Thủ Đức (/vi/) is a former sub-municipality in Ho Chi Minh City of the Southeast region of Vietnam.

Thủ Đức ceased to exist as a municipal city on 1 July 2025, following the elimination of district level units in Vietnam.

==History==
The oldest name what was recorded in this area was Ngãi An (義安), a district-level administrative unit has existed since the Nguyễn lords. However, since October 9, 1868, the French government in Cochinchina has decided to change its name to Thủ Đức or sometimes Thũ Đức (Note: The record of local voice in Saigon. This rule was circulated regularly before 2000.) (守德) to suit the expansion and upgrade plan for the land. That was inherently a pen name of a Minh Hương man called Tạ Huy (謝輝), courtesy name Dương Minh (揚明), who has made meritorious services to this area. He was ordained "pioneering saint" (前賢, tiền hiền) by Saigonese folk. (Note: Nguyễn Liên Phong, Nam Kỳ phong tục nhơn vật diễn ca (Customs and figures in Cochinchina by poetry), Phát Toán publishing house, Saigon, Cochinchina, 1909.)

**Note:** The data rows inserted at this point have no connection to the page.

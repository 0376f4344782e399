//! Template `match` pattern testing.

use crate::context::Context;
use crate::error::XsltError;
use std::rc::Rc;
use weft_xpath1::{ResultType, XPathValue};

/// Tests whether the context node matches `pattern`.
///
/// The pattern is evaluated as a selection from the context node and then from
/// each of its ancestors in turn; the node matches as soon as one of those
/// selections contains it. Patterns such as `item` or `a//b` are relative to
/// some ancestor, not necessarily the parent.
pub fn matches(pattern: &str, ctx: &Context<'_, '_>) -> Result<bool, XsltError> {
    let mut candidate = Some(ctx.node);
    while let Some(node) = candidate {
        let probe = ctx.clone_with(Some(node), None, Some(0), Some(Rc::from([node])));
        if let XPathValue::NodeSet(selected) = probe.eval(pattern, ResultType::Any)?
            && selected.contains(&ctx.node)
        {
            return Ok(true);
        }
        candidate = node.parent();
    }
    Ok(false)
}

Thủ Đức city was founded by the Standing Committee of the National Assembly on December 9, 2020, from the districts of 2, 9, and Thủ Đức District. Thu Duc City covers 211.56 km^{2}, the population as of 2019 was 1,013,795 inhabitants. The establishment of Thu Duc City is hoped to enable it to contribute more to national economic growth and boost development in the Southern Key Economic Zone (SKEZ).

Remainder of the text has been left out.